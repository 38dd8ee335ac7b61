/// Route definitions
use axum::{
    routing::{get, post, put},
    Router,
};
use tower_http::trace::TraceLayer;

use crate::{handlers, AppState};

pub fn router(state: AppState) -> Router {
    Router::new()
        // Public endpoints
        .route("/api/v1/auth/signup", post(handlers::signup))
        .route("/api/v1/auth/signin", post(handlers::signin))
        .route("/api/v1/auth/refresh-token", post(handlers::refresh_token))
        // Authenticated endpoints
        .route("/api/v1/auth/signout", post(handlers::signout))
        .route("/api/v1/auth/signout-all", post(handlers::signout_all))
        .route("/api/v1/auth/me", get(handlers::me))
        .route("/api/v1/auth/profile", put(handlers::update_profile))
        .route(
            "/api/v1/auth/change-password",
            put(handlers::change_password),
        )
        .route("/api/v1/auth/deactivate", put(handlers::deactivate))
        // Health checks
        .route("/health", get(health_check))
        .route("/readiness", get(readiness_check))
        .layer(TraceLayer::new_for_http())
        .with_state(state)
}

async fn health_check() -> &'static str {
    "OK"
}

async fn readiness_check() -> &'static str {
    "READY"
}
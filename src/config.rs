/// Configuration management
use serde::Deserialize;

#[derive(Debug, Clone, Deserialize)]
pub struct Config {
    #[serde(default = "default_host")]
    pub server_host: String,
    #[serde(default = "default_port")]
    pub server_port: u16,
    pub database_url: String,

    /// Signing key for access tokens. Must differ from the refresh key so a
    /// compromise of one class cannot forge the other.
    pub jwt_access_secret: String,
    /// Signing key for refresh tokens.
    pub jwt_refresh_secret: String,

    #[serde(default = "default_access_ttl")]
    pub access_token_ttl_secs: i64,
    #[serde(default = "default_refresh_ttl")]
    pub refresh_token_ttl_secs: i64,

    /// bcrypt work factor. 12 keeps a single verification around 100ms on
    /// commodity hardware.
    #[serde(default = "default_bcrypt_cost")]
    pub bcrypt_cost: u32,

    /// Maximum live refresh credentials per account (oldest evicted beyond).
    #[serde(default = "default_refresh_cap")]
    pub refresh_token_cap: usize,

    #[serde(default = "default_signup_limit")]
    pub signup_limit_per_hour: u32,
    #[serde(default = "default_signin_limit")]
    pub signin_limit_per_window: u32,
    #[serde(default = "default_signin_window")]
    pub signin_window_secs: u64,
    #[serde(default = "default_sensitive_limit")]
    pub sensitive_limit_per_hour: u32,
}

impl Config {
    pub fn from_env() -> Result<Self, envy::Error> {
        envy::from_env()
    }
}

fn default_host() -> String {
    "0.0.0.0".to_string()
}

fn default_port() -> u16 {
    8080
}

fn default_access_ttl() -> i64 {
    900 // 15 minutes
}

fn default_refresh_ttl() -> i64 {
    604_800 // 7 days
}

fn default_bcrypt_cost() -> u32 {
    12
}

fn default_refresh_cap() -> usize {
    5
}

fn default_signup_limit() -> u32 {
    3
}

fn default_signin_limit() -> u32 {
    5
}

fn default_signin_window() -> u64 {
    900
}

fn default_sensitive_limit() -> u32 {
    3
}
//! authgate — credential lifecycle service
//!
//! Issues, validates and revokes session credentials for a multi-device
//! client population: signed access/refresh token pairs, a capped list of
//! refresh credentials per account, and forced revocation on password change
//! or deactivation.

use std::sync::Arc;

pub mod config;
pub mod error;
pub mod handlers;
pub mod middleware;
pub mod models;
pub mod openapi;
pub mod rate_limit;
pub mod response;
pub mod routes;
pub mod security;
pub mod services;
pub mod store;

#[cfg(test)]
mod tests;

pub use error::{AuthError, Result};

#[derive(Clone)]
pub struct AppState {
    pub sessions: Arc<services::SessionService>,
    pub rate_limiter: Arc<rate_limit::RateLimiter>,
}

════════

Task details: Scan the material for the word "derive". Return every line where it is found.

Task answer:
#[derive(Debug, Clone, Deserialize)]
#[derive(Clone)]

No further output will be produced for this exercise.